The format consists of double-page "stories", typically with a small one-paragraph text box on a single large photograph or with a full-page photograph on one side facing half a page of text and smaller photographs on the other. So the photography dominates and this, along with the focus on single sites, makes Britain From Above more attention-grabbing but considerably less informative than Infrastructure.
Among the locations covered are: Scotland's glacial landscapes, the Norfolk Broads, the Menwith Hill radomes, the Glasgow Docks, the Cambridge Science Park, the M25/M11 interchange at night, the Felixstowe Docks ("Just in Time Delivery"), Stonehenge, and pickers in an asparagus field.

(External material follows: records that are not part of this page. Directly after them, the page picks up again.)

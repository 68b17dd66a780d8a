//! Type-graph synchronization
//!
//! Projects the registry's inheritance graph into persisted type nodes and
//! `ISA` edges. Ancestors are always written before descendants, every write
//! is a guarded get-or-create against the store, and a per-manager session
//! cache keeps established types from being re-examined on every save.

use std::collections::{HashMap, HashSet};

use parking_lot::Mutex;
use serde::{Deserialize, Serialize};
use tracing::debug;

use crate::constants::{PROP_ATTRS, PROP_ID, PROP_TYPE, TYPE_NODE_TYPE};
use crate::descriptor::{AttrDef, RelDef};
use crate::error::{Error, Result};
use crate::registry::{TypeDef, TypeRegistry};
use crate::store::GraphStore;
use crate::types::{PropMap, PropValue, TypeId};

// ============================================================================
// Declared-slot projection
// ============================================================================

/// JSON shape of a type node's `attrs` property: the descriptors the type
/// declares itself (inherited ones live on their declaring type's node)
#[derive(Debug, Clone, Serialize, Deserialize)]
pub struct DeclaredSlots {
  pub attrs: Vec<AttrDef>,
  pub rels: Vec<RelDef>,
}

impl DeclaredSlots {
  pub fn of(def: &TypeDef) -> Self {
    Self {
      attrs: def.attrs.clone(),
      rels: def.rels.clone(),
    }
  }
}

/// Properties written onto the type node for `def`
pub fn type_node_props(def: &TypeDef) -> Result<PropMap> {
  let slots = serde_json::to_string(&DeclaredSlots::of(def))
    .map_err(|e| Error::Deserialization(e.to_string()))?;

  let mut props = PropMap::new();
  props.insert(
    PROP_TYPE.to_string(),
    PropValue::Text(TYPE_NODE_TYPE.to_string()),
  );
  props.insert(PROP_ID.to_string(), PropValue::Text(def.id.clone()));
  props.insert(PROP_ATTRS.to_string(), PropValue::Text(slots));
  Ok(props)
}

// ============================================================================
// Synchronizer
// ============================================================================

/// Keeps the persisted type graph consistent with the registry.
///
/// The cache is per-synchronizer (and so per-manager) session state, not
/// global: a fresh manager re-verifies against the store, which is what
/// makes concurrent first-use races safe — both callers issue guarded
/// get-or-creates and "already exists" is success.
#[derive(Default)]
pub struct Synchronizer {
  synced: Mutex<HashSet<TypeId>>,
}

impl Synchronizer {
  pub fn new() -> Self {
    Self::default()
  }

  /// True if this session already established `type_id`
  pub fn is_synced(&self, type_id: &str) -> bool {
    self.synced.lock().contains(type_id)
  }

  /// Mark a type as established without writing (used after loading
  /// the hierarchy from the store)
  pub fn mark_synced(&self, type_id: &str) {
    self.synced.lock().insert(type_id.to_string());
  }

  /// Ensure type nodes and is-a edges exist for `type_id` and every
  /// ancestor. Idempotent; repeat calls in one session write nothing.
  pub fn ensure_persisted(
    &self,
    registry: &TypeRegistry,
    store: &dyn GraphStore,
    type_id: &str,
  ) -> Result<()> {
    if self.is_synced(type_id) {
      return Ok(());
    }

    let chain = registry.chain(type_id)?;

    // ancestors before descendants: order by inheritance depth so every
    // is-a edge is created after both of its endpoints
    let mut depths: HashMap<&str, usize> = HashMap::new();
    for def in chain.iter().rev() {
      let depth = def
        .bases
        .iter()
        .filter_map(|base| depths.get(base.as_str()))
        .max()
        .map_or(0, |d| d + 1);
      depths.insert(def.id.as_str(), depth);
    }
    let mut ordered: Vec<_> = chain.iter().collect();
    ordered.sort_by_key(|def| depths.get(def.id.as_str()).copied().unwrap_or(0));

    let mut synced = self.synced.lock();
    for def in ordered {
      if synced.contains(&def.id) {
        continue;
      }
      debug!(type_id = %def.id, "synchronizing type node");
      store.ensure_type_node(&def.id, type_node_props(def)?)?;

      for (index, base) in def.bases.iter().enumerate() {
        store.ensure_isa_edge(&def.id, base, index)?;
      }

      for attr in &def.attrs {
        if attr.unique {
          store.declare_unique(&def.id, &attr.name)?;
        }
      }

      synced.insert(def.id.clone());
    }
    Ok(())
  }
}

// ============================================================================
// Tests
// ============================================================================

#[cfg(test)]
mod tests {
  use super::*;
  use crate::constants::REL_ISA;
  use crate::descriptor::AttrDef;
  use crate::store::MemoryStore;

  fn registry() -> TypeRegistry {
    let registry = TypeRegistry::new();
    registry
      .register(TypeDef::named("Entity").attr(AttrDef::uuid("id").unique()))
      .unwrap();
    registry
      .register(
        TypeDef::named("Animal")
          .base("Entity")
          .attr(AttrDef::text("name").unique()),
      )
      .unwrap();
    registry
      .register(TypeDef::named("Lion").base("Animal"))
      .unwrap();
    registry
  }

  #[test]
  fn test_whole_chain_is_persisted() {
    let registry = registry();
    let store = MemoryStore::new();
    let sync = Synchronizer::new();

    sync.ensure_persisted(&registry, &store, "Lion").unwrap();

    assert_eq!(store.node_count(), 3);
    assert_eq!(store.edge_count(REL_ISA), 2);
    let ids: Vec<_> = store
      .type_hierarchy()
      .unwrap()
      .into_iter()
      .map(|row| row.type_id)
      .collect();
    assert_eq!(ids, vec!["Entity", "Animal", "Lion"]);
  }

  #[test]
  fn test_repeat_sync_writes_nothing() {
    let registry = registry();
    let store = MemoryStore::new();
    let sync = Synchronizer::new();

    sync.ensure_persisted(&registry, &store, "Lion").unwrap();
    sync.ensure_persisted(&registry, &store, "Lion").unwrap();
    // and a fresh session against the same store converges too
    Synchronizer::new()
      .ensure_persisted(&registry, &store, "Lion")
      .unwrap();

    assert_eq!(store.node_count(), 3);
    assert_eq!(store.edge_count(REL_ISA), 2);
  }

  #[test]
  fn test_diamond_gets_one_edge_per_parent_pair() {
    let registry = TypeRegistry::new();
    registry.register(TypeDef::named("Entity")).unwrap();
    registry
      .register(TypeDef::named("Flying").base("Entity"))
      .unwrap();
    registry
      .register(TypeDef::named("Swimming").base("Entity"))
      .unwrap();
    registry
      .register(TypeDef::named("Duck").base("Flying").base("Swimming"))
      .unwrap();

    let store = MemoryStore::new();
    let sync = Synchronizer::new();
    sync.ensure_persisted(&registry, &store, "Duck").unwrap();

    // Entity once, despite two paths; four edges total
    assert_eq!(store.node_count(), 4);
    assert_eq!(store.edge_count(REL_ISA), 4);

    let rows = store.type_hierarchy().unwrap();
    let duck = rows.iter().find(|row| row.type_id == "Duck").unwrap();
    assert_eq!(duck.bases, vec!["Flying", "Swimming"]);
  }

  #[test]
  fn test_constraints_declared_on_declaring_type() {
    let registry = registry();
    let store = MemoryStore::new();
    Synchronizer::new()
      .ensure_persisted(&registry, &store, "Lion")
      .unwrap();

    // name is constrained on Animal; creating two Animal-labelled nodes
    // with the same name must now fail at the store
    let mut props = PropMap::new();
    props.insert("name".to_string(), PropValue::Text("Tom".to_string()));
    let labels = vec!["Animal".to_string()];
    store
      .create_instance(&labels, props.clone(), "Animal", &[])
      .unwrap();
    let err = store.create_instance(&labels, props, "Animal", &[]);
    assert!(matches!(err, Err(Error::Uniqueness { .. })));
  }
}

"Bluewater Shopping Centre near Greenhithe, Kent. This massive shopping centre has 155,700 square metres of retail floor space, making it Britain's second biggest shopping centre after the MetroCentre in Gateshead, Tyne & Wear, and the fourth biggest in Europe. Opened in 1999, Bluewater occupies 240 acres of a disused chalk quarry and has 333 shops, more than forty food and drink outlets, a twelve-screen cinema and a climbing wall. It has parking for 13,000 cars and 100 coaches, and serves some 27 million people per year, or nearly 75,000 every day."
Britain From Above is based on the same material as a television series of the same name, but doesn't attempt to copy that. It omits almost all the "talking heads" biographical material and the author stays out of sight, unlike the television presenter. The book is engaging and easy to browse or read through, but the television series, running for over four hours, has considerably more meat to it and rarely drags, so for once I would recommend the audiovisual format.
Note: A revised and updated edition of Infrastructure has just (October 2014) been published.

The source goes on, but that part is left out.